------ Supplied material ------

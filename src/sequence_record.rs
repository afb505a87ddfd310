use crate::error::{ErrorCode, PipelineError};
use bio::io::fasta;
use std::{fs::File, io::BufWriter, path::Path};

pub const HEADER_FIELD_SEPARATOR: char = '|';
pub const DATE_FIELD: usize = 1;
pub const PASSAGE_FIELD: usize = 2;

/// One FASTA entry. The header is `id` plus the optional free-text description,
/// whose pipe-delimited fields carry the collection date and passage history.
#[derive(Clone, Debug, PartialEq, Eq)]
pub struct SequenceRecord {
    id: String,
    desc: Option<String>,
    seq: Vec<u8>,
}

impl SequenceRecord {
    pub fn new(id: &str, desc: Option<&str>, seq: &[u8]) -> Self {
        Self {
            id: id.to_string(),
            desc: desc.map(|d| d.to_string()),
            seq: seq.to_vec(),
        }
    }

    pub fn from_fasta_record(record: &fasta::Record) -> Self {
        Self::new(record.id(), record.desc(), record.seq())
    }

    pub fn from_fasta_file<P: AsRef<Path>>(path: P) -> Result<Vec<Self>, PipelineError> {
        let path = path.as_ref();
        let file = File::open(path).map_err(|e| {
            let mut err = PipelineError::from(e);
            err.message = format!("Could not open FASTA file '{}': {}", path.display(), err.message);
            err
        })?;
        fasta::Reader::new(file)
            .records()
            .map(|record| {
                record
                    .map(|record| Self::from_fasta_record(&record))
                    .map_err(|e| {
                        PipelineError::new(
                            ErrorCode::InvalidInput,
                            format!("Could not parse FASTA file '{}': {e}", path.display()),
                        )
                    })
            })
            .collect()
    }

    pub fn id(&self) -> &str {
        &self.id
    }

    pub fn desc(&self) -> Option<&str> {
        self.desc.as_deref()
    }

    pub fn seq(&self) -> &[u8] {
        &self.seq
    }

    pub fn len(&self) -> usize {
        self.seq.len()
    }

    pub fn is_empty(&self) -> bool {
        self.seq.is_empty()
    }

    /// Full header line without the leading `>`.
    pub fn header(&self) -> String {
        match &self.desc {
            Some(desc) => format!("{} {desc}", self.id),
            None => self.id.clone(),
        }
    }

    /// Pipe-delimited header field; field 0 starts with the identifier.
    pub fn header_field(&self, index: usize) -> Option<String> {
        self.header()
            .split(HEADER_FIELD_SEPARATOR)
            .nth(index)
            .map(|s| s.to_string())
    }

    pub fn with_sequence(&self, seq: &[u8]) -> Self {
        Self {
            id: self.id.clone(),
            desc: self.desc.clone(),
            seq: seq.to_vec(),
        }
    }
}

pub fn write_fasta_file<'a, P, I>(path: P, records: I) -> Result<usize, PipelineError>
where
    P: AsRef<Path>,
    I: IntoIterator<Item = &'a SequenceRecord>,
{
    let path = path.as_ref();
    let file = File::create(path).map_err(|e| {
        PipelineError::new(
            ErrorCode::Io,
            format!("Could not create FASTA file '{}': {e}", path.display()),
        )
    })?;
    let mut writer = fasta::Writer::new(BufWriter::new(file));
    let mut written = 0;
    for record in records {
        writer
            .write(record.id(), record.desc(), record.seq())
            .map_err(|e| {
                PipelineError::new(
                    ErrorCode::Io,
                    format!("Could not write FASTA record to '{}': {e}", path.display()),
                )
            })?;
        written += 1;
    }
    writer.flush().map_err(|e| {
        PipelineError::new(
            ErrorCode::Io,
            format!("Could not flush FASTA file '{}': {e}", path.display()),
        )
    })?;
    Ok(written)
}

------

**Assigned task**
Pull every line with the string "format" from the data above.

**Task output**
            err.message = format!("Could not open FASTA file '{}': {}", path.display(), err.message);
                            format!("Could not parse FASTA file '{}': {e}", path.display()),
            Some(desc) => format!("{} {desc}", self.id),
            format!("Could not create FASTA file '{}': {e}", path.display()),
                    format!("Could not write FASTA record to '{}': {e}", path.display()),
            format!("Could not flush FASTA file '{}': {e}", path.display()),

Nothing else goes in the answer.